Search the records for the word "twice" and copy every line in which it occurs.

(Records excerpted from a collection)
——

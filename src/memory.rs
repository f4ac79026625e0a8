/// In-memory backing store.
///
/// `MemoryStore` keeps named tables of rows and a catalog of views that say
/// what each registered SQL text returns. It executes plain view queries and
/// delta statements produced by [`DeltaQuery`](crate::delta::DeltaQuery),
/// emulating the delta template: every current row is reported with its
/// content hash, and rows whose hash the caller already holds come back as
/// key + hash markers only.
///
/// Every mutation is published to the attached [`TableObserver`], which makes
/// the store a complete backend for the registry in tests, benches and the
/// command line tool.
///
/// # Example
///
/// ```ignore
/// let observer = TableObserver::new();
/// let store = MemoryStore::with_observer(observer.clone());
/// store.create_table("t", "id");
/// store.define_view("SELECT * FROM t WHERE id < $1", View::scan("t").filter(Filter::lt("id", "$1")));
/// store.insert("t", row)?;
/// ```
use crate::delta::DeltaQuery;
use crate::error::{LiveError, LiveResult};
use crate::executor::QueryExecutor;
use crate::extract::{SqlTableExtractor, TableExtractor};
use crate::notifier::{TableChange, TableObserver};
use crate::types::{HASH_FIELD, Params, Row};
use crate::view::View;
use async_trait::async_trait;
use dashmap::DashMap;
use serde_json::Value as JsonValue;
use std::collections::BTreeSet;
use std::sync::atomic::{AtomicU64, Ordering};
use std::sync::{Arc, Mutex};
use tracing::trace;

#[derive(Debug, Clone)]
struct Table {
    key_field: String,
    rows: Vec<Row>,
}

#[derive(Debug, Default)]
struct StoreInner {
    tables: DashMap<String, Table>,
    views: DashMap<String, View>,
    executions: AtomicU64,
    delta_executions: AtomicU64,
    failures: Mutex<Vec<String>>,
}

/// In-memory tables plus view catalog.
///
/// Cloning is cheap; clones share the same data.
#[derive(Debug, Clone, Default)]
pub struct MemoryStore {
    inner: Arc<StoreInner>,
    observer: Option<TableObserver>,
}

impl MemoryStore {
    /// Create a store that publishes changes nowhere.
    pub fn new() -> Self {
        Self::default()
    }

    /// Create a store that publishes every mutation to `observer`.
    pub fn with_observer(observer: TableObserver) -> Self {
        Self {
            inner: Arc::new(StoreInner::default()),
            observer: Some(observer),
        }
    }

    /// The attached observer, if any.
    pub fn observer(&self) -> Option<&TableObserver> {
        self.observer.as_ref()
    }

    /// Create an empty table keyed by `key_field`. Existing tables are kept.
    pub fn create_table(&self, name: impl Into<String>, key_field: impl Into<String>) {
        self.inner.tables.entry(name.into()).or_insert_with(|| Table {
            key_field: key_field.into(),
            rows: Vec::new(),
        });
    }

    /// Declare what `sql` returns.
    pub fn define_view(&self, sql: &str, view: View) {
        self.inner.views.insert(normalize(sql).to_string(), view);
    }

    /// Insert a row. The key must not already exist.
    pub fn insert(&self, table: &str, row: Row) -> LiveResult<()> {
        {
            let mut entry = self.table_mut(table)?;
            let key = row.key(&entry.key_field);
            if entry.rows.iter().any(|r| r.key(&entry.key_field) == key) {
                return Err(LiveError::StoreError(format!(
                    "duplicate key {} in table '{}'",
                    key, table
                )));
            }
            entry.rows.push(row.clone());
        }
        self.publish(TableChange::insert(table, row));
        Ok(())
    }

    /// Replace the row with the same key. Returns the previous row.
    pub fn update(&self, table: &str, row: Row) -> LiveResult<Row> {
        let old = {
            let mut entry = self.table_mut(table)?;
            let key = row.key(&entry.key_field);
            let key_field = entry.key_field.clone();
            let slot = entry
                .rows
                .iter_mut()
                .find(|r| r.key(&key_field) == key)
                .ok_or_else(|| {
                    LiveError::NotFound(format!("row {} in table '{}'", key, table))
                })?;
            std::mem::replace(slot, row.clone())
        };
        self.publish(TableChange::update(table, old.clone(), row));
        Ok(old)
    }

    /// Delete the row with the given key value. Returns the deleted row.
    pub fn delete(&self, table: &str, key: &JsonValue) -> LiveResult<Row> {
        let old = {
            let mut entry = self.table_mut(table)?;
            let key_field = entry.key_field.clone();
            let position = entry
                .rows
                .iter()
                .position(|r| r.get(&key_field) == Some(key))
                .ok_or_else(|| {
                    LiveError::NotFound(format!("row {} in table '{}'", key, table))
                })?;
            entry.rows.remove(position)
        };
        self.publish(TableChange::delete(table, old.clone()));
        Ok(old)
    }

    /// Snapshot of a table's rows in insertion order.
    pub fn rows(&self, table: &str) -> Vec<Row> {
        self.inner
            .tables
            .get(table)
            .map(|t| t.rows.clone())
            .unwrap_or_default()
    }

    /// Number of statements executed so far.
    pub fn execution_count(&self) -> u64 {
        self.inner.executions.load(Ordering::SeqCst)
    }

    /// Number of delta statements executed so far.
    pub fn delta_execution_count(&self) -> u64 {
        self.inner.delta_executions.load(Ordering::SeqCst)
    }

    /// Make the next execution fail with `message`.
    pub fn fail_next(&self, message: impl Into<String>) {
        if let Ok(mut failures) = self.inner.failures.lock() {
            failures.push(message.into());
        }
    }

    fn table_mut(
        &self,
        table: &str,
    ) -> LiveResult<dashmap::mapref::one::RefMut<'_, String, Table>> {
        self.inner
            .tables
            .get_mut(table)
            .ok_or_else(|| LiveError::StoreError(format!("table '{}' does not exist", table)))
    }

    fn publish(&self, change: TableChange) {
        if let Some(observer) = &self.observer {
            observer.publish(&change);
        }
    }

    fn take_failure(&self) -> Option<String> {
        let mut failures = self.inner.failures.lock().ok()?;
        if failures.is_empty() {
            None
        } else {
            Some(failures.remove(0))
        }
    }

    fn view(&self, sql: &str) -> LiveResult<View> {
        self.inner
            .views
            .get(normalize(sql))
            .map(|v| v.value().clone())
            .ok_or_else(|| LiveError::StoreError(format!("no view defined for query: {}", sql.trim())))
    }

    fn evaluate(&self, view: &View, params: &Params) -> LiveResult<Vec<Row>> {
        let table = self
            .inner
            .tables
            .get(&view.table)
            .ok_or_else(|| LiveError::StoreError(format!("table '{}' does not exist", view.table)))?;
        Ok(view.evaluate(&table.rows, params))
    }
}

#[async_trait]
impl QueryExecutor for MemoryStore {
    async fn execute(&self, sql: &str, params: &Params) -> LiveResult<Vec<Row>> {
        if let Some(message) = self.take_failure() {
            return Err(LiveError::StoreError(message));
        }
        self.inner.executions.fetch_add(1, Ordering::SeqCst);

        let Some(delta) = DeltaQuery::parse(sql) else {
            let view = self.view(sql)?;
            return self.evaluate(&view, params);
        };

        self.inner.delta_executions.fetch_add(1, Ordering::SeqCst);
        let view = self.view(delta.source())?;
        let (params, known) = delta.unbind(params);
        let key_field = delta.key_field();

        let rows = self
            .evaluate(&view, &params)?
            .into_iter()
            .map(|row| {
                let hash = row.content_hash();
                if known.contains(hash.as_str()) {
                    let key = row.get(key_field).cloned().unwrap_or(JsonValue::Null);
                    Row::new()
                        .with(key_field, key)
                        .with(HASH_FIELD, hash.as_str())
                } else {
                    row.with(HASH_FIELD, hash.as_str())
                }
            })
            .collect::<Vec<_>>();

        trace!(rows = rows.len(), "delta statement executed");
        Ok(rows)
    }
}

#[async_trait]
impl TableExtractor for MemoryStore {
    async fn tables(&self, query: &str, params: &Params) -> LiveResult<BTreeSet<String>> {
        match self.inner.views.get(normalize(query)) {
            Some(view) => Ok(BTreeSet::from([view.table.clone()])),
            None => SqlTableExtractor::new().tables(query, params).await,
        }
    }
}

fn normalize(sql: &str) -> &str {
    sql.trim().trim_end_matches(';').trim_end()
}
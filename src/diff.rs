/// Row-level diffing.
///
/// [`rows_diff`] compares two ordered row sequences by key and reports what
/// was added, changed, removed and whether the surviving rows were reordered.
/// Equality is supplied by the caller; the live query engine compares cached
/// rows by content hash through [`snapshot_diff`].
use crate::types::{CachedRow, Row, RowKey};
use std::collections::{HashMap, HashSet};
use std::sync::Arc;

/// A row that can be identified by a key column.
pub trait DiffRow {
    /// The row's key under `key_field`.
    fn diff_key(&self, key_field: &str) -> RowKey;
}

impl DiffRow for Row {
    fn diff_key(&self, key_field: &str) -> RowKey {
        self.key(key_field)
    }
}

impl<T: DiffRow + ?Sized> DiffRow for Arc<T> {
    fn diff_key(&self, key_field: &str) -> RowKey {
        (**self).diff_key(key_field)
    }
}

impl DiffRow for CachedRow {
    fn diff_key(&self, _key_field: &str) -> RowKey {
        self.key.clone()
    }
}

/// How rows are compared.
pub struct DiffOptions<'a, R> {
    /// Column that uniquely identifies a row.
    pub key_field: &'a str,
    /// Content equality for two rows with the same key.
    pub equal: &'a dyn Fn(&R, &R) -> bool,
}

/// A row whose content changed under the same key.
#[derive(Debug, Clone, PartialEq)]
pub struct ChangedRow<R> {
    /// The previous version.
    pub old: R,
    /// The current version.
    pub new: R,
}

/// Difference between two row sequences.
#[derive(Debug, Clone, PartialEq)]
pub struct RowsDiff<R = Arc<Row>> {
    /// Rows present only in the new sequence, in new order.
    pub added: Vec<R>,
    /// Rows present in both with different content, in new order.
    pub changed: Vec<ChangedRow<R>>,
    /// Keys present only in the old sequence, in old order.
    pub removed: Vec<RowKey>,
    /// Full key order of the new sequence. Set only when dropping removed
    /// rows, updating changed rows in place and appending added rows would
    /// not reproduce it.
    pub order: Option<Vec<RowKey>>,
}

impl<R> RowsDiff<R> {
    /// Whether the diff carries no change at all.
    pub fn is_empty(&self) -> bool {
        self.added.is_empty()
            && self.changed.is_empty()
            && self.removed.is_empty()
            && self.order.is_none()
    }

    /// Convert every row in the diff.
    pub fn map<U>(self, mut f: impl FnMut(R) -> U) -> RowsDiff<U> {
        RowsDiff {
            added: self.added.into_iter().map(&mut f).collect(),
            changed: self
                .changed
                .into_iter()
                .map(|c| ChangedRow {
                    old: f(c.old),
                    new: f(c.new),
                })
                .collect(),
            removed: self.removed,
            order: self.order,
        }
    }
}

impl<R: DiffRow + Clone> RowsDiff<R> {
    /// Apply the diff to `old`, producing the new sequence.
    pub fn apply(&self, old: &[R], key_field: &str) -> Vec<R> {
        let removed: HashSet<&RowKey> = self.removed.iter().collect();
        let changed: HashMap<RowKey, &R> = self
            .changed
            .iter()
            .map(|c| (c.new.diff_key(key_field), &c.new))
            .collect();

        let mut rows: Vec<(RowKey, R)> = old
            .iter()
            .map(|row| (row.diff_key(key_field), row))
            .filter(|(key, _)| !removed.contains(key))
            .map(|(key, row)| {
                let row = changed.get(&key).map_or_else(|| row.clone(), |r| (*r).clone());
                (key, row)
            })
            .collect();
        rows.extend(
            self.added
                .iter()
                .map(|row| (row.diff_key(key_field), row.clone())),
        );

        match &self.order {
            None => rows.into_iter().map(|(_, row)| row).collect(),
            Some(order) => {
                let mut by_key: HashMap<RowKey, R> = rows.into_iter().collect();
                order.iter().filter_map(|key| by_key.remove(key)).collect()
            }
        }
    }
}

/// Compare two ordered row sequences.
///
/// Returns `None` when the sequences hold the same keys, in the same order,
/// with equal content.
pub fn rows_diff<R: DiffRow + Clone>(
    old: &[R],
    new: &[R],
    options: &DiffOptions<'_, R>,
) -> Option<RowsDiff<R>> {
    let old_keys: Vec<RowKey> = old.iter().map(|r| r.diff_key(options.key_field)).collect();
    let new_keys: Vec<RowKey> = new.iter().map(|r| r.diff_key(options.key_field)).collect();

    let old_by_key: HashMap<&RowKey, &R> = old_keys.iter().zip(old.iter()).collect();
    let new_set: HashSet<&RowKey> = new_keys.iter().collect();

    let mut added = Vec::new();
    let mut added_keys = Vec::new();
    let mut changed = Vec::new();

    for (key, row) in new_keys.iter().zip(new.iter()) {
        match old_by_key.get(key) {
            None => {
                added.push(row.clone());
                added_keys.push(key.clone());
            }
            Some(old_row) => {
                if !(options.equal)(old_row, row) {
                    changed.push(ChangedRow {
                        old: (*old_row).clone(),
                        new: row.clone(),
                    });
                }
            }
        }
    }

    let removed: Vec<RowKey> = old_keys
        .iter()
        .filter(|key| !new_set.contains(key))
        .cloned()
        .collect();

    // Order the naive application would produce.
    let mut naive: Vec<&RowKey> = old_keys.iter().filter(|k| new_set.contains(k)).collect();
    naive.extend(added_keys.iter());
    let reordered = naive.len() != new_keys.len() || naive.iter().zip(&new_keys).any(|(a, b)| *a != b);

    let diff = RowsDiff {
        added,
        changed,
        removed,
        order: reordered.then_some(new_keys),
    };

    if diff.is_empty() { None } else { Some(diff) }
}

/// Cached rows are equal when they are the same allocation or carry the
/// same content hash.
pub(crate) fn hash_equal(old: &Arc<CachedRow>, new: &Arc<CachedRow>) -> bool {
    Arc::ptr_eq(old, new) || old.hash == new.hash
}

/// Diff two cached snapshots and expose only public rows.
pub(crate) fn snapshot_diff(
    old: &[Arc<CachedRow>],
    new: &[Arc<CachedRow>],
    key_field: &str,
) -> Option<RowsDiff> {
    let equal = hash_equal;
    let options = DiffOptions {
        key_field,
        equal: &equal,
    };
    rows_diff(old, new, &options).map(|diff| diff.map(|cached| Arc::clone(&cached.row)))
}
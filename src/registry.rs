/// Live query registry.
///
/// The registry deduplicates registrations: identical query text, parameters
/// and key field share one [`QueryInfo`](crate::query_info) with one watch
/// and one fetch, while each registration gets its own subscriber, diff
/// stream and error channel.
///
/// # Example
///
/// ```ignore
/// use live_delta::prelude::*;
///
/// let observer = TableObserver::new();
/// let store = Arc::new(MemoryStore::with_observer(observer.clone()));
/// let registry = QueryRegistry::new(store.clone(), store, Arc::new(observer), ObserverConfig::new())?;
///
/// let mut handle = registry
///     .register("SELECT * FROM t WHERE id < $1", json!([3]), |_| true, |diff| {
///         println!("{} added", diff.added.len());
///         Ok(())
///     })
///     .await?;
///
/// handle.stop().await?;
/// registry.shutdown().await?;
/// ```
use crate::config::{ObserverConfig, RegisterOptions};
use crate::delta::DeltaQuery;
use crate::diff::RowsDiff;
use crate::error::{BoxError, LiveError, LiveResult};
use crate::executor::QueryExecutor;
use crate::extract::TableExtractor;
use crate::notifier::{ChangeNotifier, TableChange, TriggerFn};
use crate::query_info::{Backend, QueryInfo, QueryMap, QueryPhase};
use crate::subscriber::{DiffCallback, Subscriber, SubscriptionId};
use crate::types::{Params, QueryKey, Row};
use std::fmt;
use std::sync::Arc;
use std::sync::atomic::{AtomicBool, AtomicU64, Ordering};
use tokio::sync::mpsc;

struct RegistryInner {
    queries: Arc<QueryMap>,
    next_id: AtomicU64,
    shut_down: AtomicBool,
    config: ObserverConfig,
    backend: Backend,
}

/// Registry of live queries.
///
/// Cloning is cheap; clones share the same queries.
#[derive(Clone)]
pub struct QueryRegistry {
    inner: Arc<RegistryInner>,
}

impl fmt::Debug for QueryRegistry {
    fn fmt(&self, f: &mut fmt::Formatter<'_>) -> fmt::Result {
        f.debug_struct("QueryRegistry")
            .field("queries", &self.inner.queries.len())
            .field("config", &self.inner.config)
            .field("shut_down", &self.is_shut_down())
            .finish()
    }
}

impl QueryRegistry {
    /// Create a registry over the given collaborators.
    pub fn new(
        executor: Arc<dyn QueryExecutor>,
        extractor: Arc<dyn TableExtractor>,
        notifier: Arc<dyn ChangeNotifier>,
        config: ObserverConfig,
    ) -> LiveResult<Self> {
        config.validate()?;
        Ok(Self {
            inner: Arc::new(RegistryInner {
                queries: Arc::new(QueryMap::new()),
                next_id: AtomicU64::new(1),
                shut_down: AtomicBool::new(false),
                config,
                backend: Backend {
                    executor,
                    extractor,
                    notifier,
                },
            }),
        })
    }

    /// Registry-wide settings.
    pub fn config(&self) -> &ObserverConfig {
        &self.inner.config
    }

    /// Register a live query with the default options.
    pub async fn register<T, C>(
        &self,
        query: &str,
        params: impl Into<Params>,
        trigger: T,
        callback: C,
    ) -> LiveResult<LiveQueryHandle>
    where
        T: Fn(&TableChange) -> bool + Send + Sync + 'static,
        C: Fn(&RowsDiff) -> Result<(), BoxError> + Send + Sync + 'static,
    {
        self.register_with(query, params, RegisterOptions::new(), trigger, callback)
            .await
    }

    /// Register a live query.
    ///
    /// Joins the live query for the same (query, params, key field) if one
    /// exists, otherwise creates it and runs the initial fetch. Initial
    /// failures are returned here and leave nothing behind.
    pub async fn register_with<T, C>(
        &self,
        query: &str,
        params: impl Into<Params>,
        options: RegisterOptions,
        trigger: T,
        callback: C,
    ) -> LiveResult<LiveQueryHandle>
    where
        T: Fn(&TableChange) -> bool + Send + Sync + 'static,
        C: Fn(&RowsDiff) -> Result<(), BoxError> + Send + Sync + 'static,
    {
        if self.is_shut_down() {
            return Err(LiveError::invalid("registry has been shut down"));
        }
        if query.trim().is_empty() {
            return Err(LiveError::invalid("query must not be empty"));
        }

        let params = params.into();
        let key_field = options
            .key_field
            .unwrap_or_else(|| self.inner.config.key_field.clone());
        let delta = DeltaQuery::build(query, &params, &key_field)?;
        let key = QueryKey::derive(query, &params, &key_field);

        let trigger: TriggerFn = Arc::new(trigger);
        let callback: DiffCallback = Arc::new(callback);

        loop {
            let info = Arc::clone(
                self.inner
                    .queries
                    .entry(key)
                    .or_insert_with(|| {
                        tracing::debug!("Creating live query {} for {}", key, query.trim());
                        Arc::new(QueryInfo::new(
                            key,
                            query.to_string(),
                            params.clone(),
                            key_field.clone(),
                            delta.clone(),
                            &self.inner.config,
                            self.inner.backend.clone(),
                            Arc::downgrade(&self.inner.queries),
                        ))
                    })
                    .value(),
            );

            match info.ensure_initialized().await {
                Ok(()) => {}
                Err(LiveError::NotFound(_)) => {
                    self.forget(&info);
                    continue;
                }
                Err(err) => {
                    self.forget(&info);
                    return Err(err);
                }
            }

            let id = SubscriptionId(self.inner.next_id.fetch_add(1, Ordering::SeqCst));
            let (errors_tx, errors_rx) = mpsc::unbounded_channel();
            let subscriber =
                Subscriber::new(id, Arc::clone(&trigger), Arc::clone(&callback), errors_tx);

            match info.attach(subscriber).await {
                Ok(()) => {}
                Err(LiveError::NotFound(_)) => {
                    self.forget(&info);
                    continue;
                }
                Err(err) => return Err(err),
            }

            let handle = LiveQueryHandle {
                id,
                key,
                info,
                errors: errors_rx,
                stopped: AtomicBool::new(false),
            };

            // Lost a race with shutdown.
            if self.is_shut_down() {
                handle.stop().await?;
                return Err(LiveError::invalid("registry has been shut down"));
            }
            return Ok(handle);
        }
    }

    /// Stop every live query concurrently, then shut the notifier down.
    ///
    /// Calling this twice is a no-op.
    pub async fn shutdown(&self) -> LiveResult<()> {
        if self.inner.shut_down.swap(true, Ordering::SeqCst) {
            return Ok(());
        }

        let queries: Vec<Arc<QueryInfo>> = self
            .inner
            .queries
            .iter()
            .map(|entry| Arc::clone(entry.value()))
            .collect();
        tracing::debug!("Shutting down registry with {} live queries", queries.len());

        let results = futures::future::join_all(queries.iter().map(|query| query.stop())).await;
        self.inner.queries.clear();

        let notifier = self.inner.backend.notifier.shutdown().await;
        results.into_iter().collect::<LiveResult<Vec<()>>>()?;
        notifier
    }

    /// Whether [`shutdown`](Self::shutdown) has been called.
    pub fn is_shut_down(&self) -> bool {
        self.inner.shut_down.load(Ordering::SeqCst)
    }

    /// Number of live queries.
    pub fn query_count(&self) -> usize {
        self.inner.queries.len()
    }

    /// Number of subscribers on the live query for `key`.
    pub fn subscriber_count(&self, key: &QueryKey) -> usize {
        let query = self.inner.queries.get(key).map(|entry| Arc::clone(entry.value()));
        query.map(|q| q.subscriber_count()).unwrap_or(0)
    }

    fn forget(&self, info: &Arc<QueryInfo>) {
        self.inner
            .queries
            .remove_if(&info.key(), |_, query| Arc::ptr_eq(query, info));
    }
}

/// Handle to one registration.
///
/// Dropping the handle does not stop the subscription; call
/// [`stop`](Self::stop) or shut the registry down.
pub struct LiveQueryHandle {
    id: SubscriptionId,
    key: QueryKey,
    info: Arc<QueryInfo>,
    errors: mpsc::UnboundedReceiver<LiveError>,
    stopped: AtomicBool,
}

impl fmt::Debug for LiveQueryHandle {
    fn fmt(&self, f: &mut fmt::Formatter<'_>) -> fmt::Result {
        f.debug_struct("LiveQueryHandle")
            .field("id", &self.id)
            .field("query", &self.key)
            .field("stopped", &self.is_stopped())
            .finish()
    }
}

impl LiveQueryHandle {
    /// The subscription id.
    pub fn id(&self) -> SubscriptionId {
        self.id
    }

    /// Key of the live query this handle is attached to.
    pub fn query_key(&self) -> QueryKey {
        self.key
    }

    /// Detach this subscription. The live query stops with its last
    /// subscriber. Stopping twice is a no-op.
    pub async fn stop(&self) -> LiveResult<()> {
        if self.stopped.swap(true, Ordering::SeqCst) {
            return Ok(());
        }
        self.info.remove_subscriber(self.id).await
    }

    /// Mark this subscription dirty and refresh now, whatever its predicate
    /// says.
    pub async fn refresh(&self) -> LiveResult<()> {
        if self.is_stopped() {
            return Err(LiveError::NotFound(format!("subscription {}", self.id)));
        }
        self.info.refresh_subscriber(self.id).await
    }

    /// Rows as of the last diff delivered to this subscription.
    pub fn current_rows(&self) -> Vec<Arc<Row>> {
        self.info.subscriber_rows(self.id)
    }

    /// Whether the subscription is detached, by [`stop`](Self::stop) or
    /// because its live query stopped.
    pub fn is_stopped(&self) -> bool {
        self.stopped.load(Ordering::SeqCst)
            || self.info.phase() == QueryPhase::Stopped
            || !self.info.has_subscriber(self.id)
    }

    /// Wait for the next background error. Returns `None` once the
    /// subscription is detached and every error has been read.
    pub async fn next_error(&mut self) -> Option<LiveError> {
        self.errors.recv().await
    }

    /// Next background error, if one is queued.
    pub fn try_next_error(&mut self) -> Option<LiveError> {
        self.errors.try_recv().ok()
    }
}

#[cfg(test)]
mod tests {
    use super::*;
    use crate::memory::MemoryStore;
    use crate::notifier::TableObserver;
    use crate::view::{Filter, View};
    use serde_json::json;
    use std::time::Duration;

    const QUERY: &str = "SELECT * FROM t WHERE id < $1";

    fn setup() -> (MemoryStore, QueryRegistry) {
        let observer = TableObserver::new();
        let store = MemoryStore::with_observer(observer.clone());
        store.create_table("t", "id");
        store.define_view(QUERY, View::scan("t").filter(Filter::lt("id", "$1")));
        let shared = Arc::new(store.clone());
        let registry = QueryRegistry::new(
            shared.clone(),
            shared,
            Arc::new(observer),
            ObserverConfig::new()
                .key_field("id")
                .debounce(Duration::from_millis(10)),
        )
        .unwrap();
        (store, registry)
    }

    #[tokio::test]
    async fn test_register_validates_input() {
        let (_store, registry) = setup();
        let err = registry
            .register("   ", (), |_| true, |_| Ok(()))
            .await
            .unwrap_err();
        assert!(matches!(err, LiveError::InvalidArgument { .. }));

        let err = registry
            .register_with(
                QUERY,
                json!([3]),
                RegisterOptions::new().key_field("bad key"),
                |_| true,
                |_| Ok(()),
            )
            .await
            .unwrap_err();
        assert!(matches!(err, LiveError::InvalidArgument { .. }));
        assert_eq!(registry.query_count(), 0);
    }

    #[tokio::test]
    async fn test_register_deduplicates() {
        let (store, registry) = setup();
        let a = registry.register(QUERY, json!([3]), |_| true, |_| Ok(())).await.unwrap();
        let b = registry.register(QUERY, json!([3]), |_| true, |_| Ok(())).await.unwrap();

        assert_eq!(a.query_key(), b.query_key());
        assert_ne!(a.id(), b.id());
        assert_eq!(registry.query_count(), 1);
        assert_eq!(registry.subscriber_count(&a.query_key()), 2);
        assert_eq!(store.execution_count(), 1);

        let c = registry.register(QUERY, json!([4]), |_| true, |_| Ok(())).await.unwrap();
        assert_ne!(a.query_key(), c.query_key());
        assert_eq!(registry.query_count(), 2);
    }

    #[tokio::test]
    async fn test_stop_is_idempotent() {
        let (_store, registry) = setup();
        let handle = registry.register(QUERY, json!([3]), |_| true, |_| Ok(())).await.unwrap();

        handle.stop().await.unwrap();
        handle.stop().await.unwrap();
        assert!(handle.is_stopped());
        assert_eq!(registry.query_count(), 0);
        assert!(matches!(handle.refresh().await, Err(LiveError::NotFound(_))));
    }

    #[tokio::test]
    async fn test_register_after_shutdown() {
        let (_store, registry) = setup();
        let handle = registry.register(QUERY, json!([3]), |_| true, |_| Ok(())).await.unwrap();

        registry.shutdown().await.unwrap();
        registry.shutdown().await.unwrap();
        assert!(registry.is_shut_down());
        assert!(handle.is_stopped());

        let err = registry
            .register(QUERY, json!([3]), |_| true, |_| Ok(()))
            .await
            .unwrap_err();
        assert!(matches!(err, LiveError::InvalidArgument { .. }));
    }

    #[tokio::test]
    async fn test_initial_failure_leaves_nothing_behind() {
        let (store, registry) = setup();
        store.fail_next("timeout");

        let err = registry
            .register(QUERY, json!([3]), |_| true, |_| Ok(()))
            .await
            .unwrap_err();
        assert!(matches!(err, LiveError::StoreError(_)));
        assert_eq!(registry.query_count(), 0);
        assert_eq!(store.observer().unwrap().watch_count(), 0);
    }
}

——

EXERCISE ANSWER
    /// Calling this twice is a no-op.
    /// subscriber. Stopping twice is a no-op.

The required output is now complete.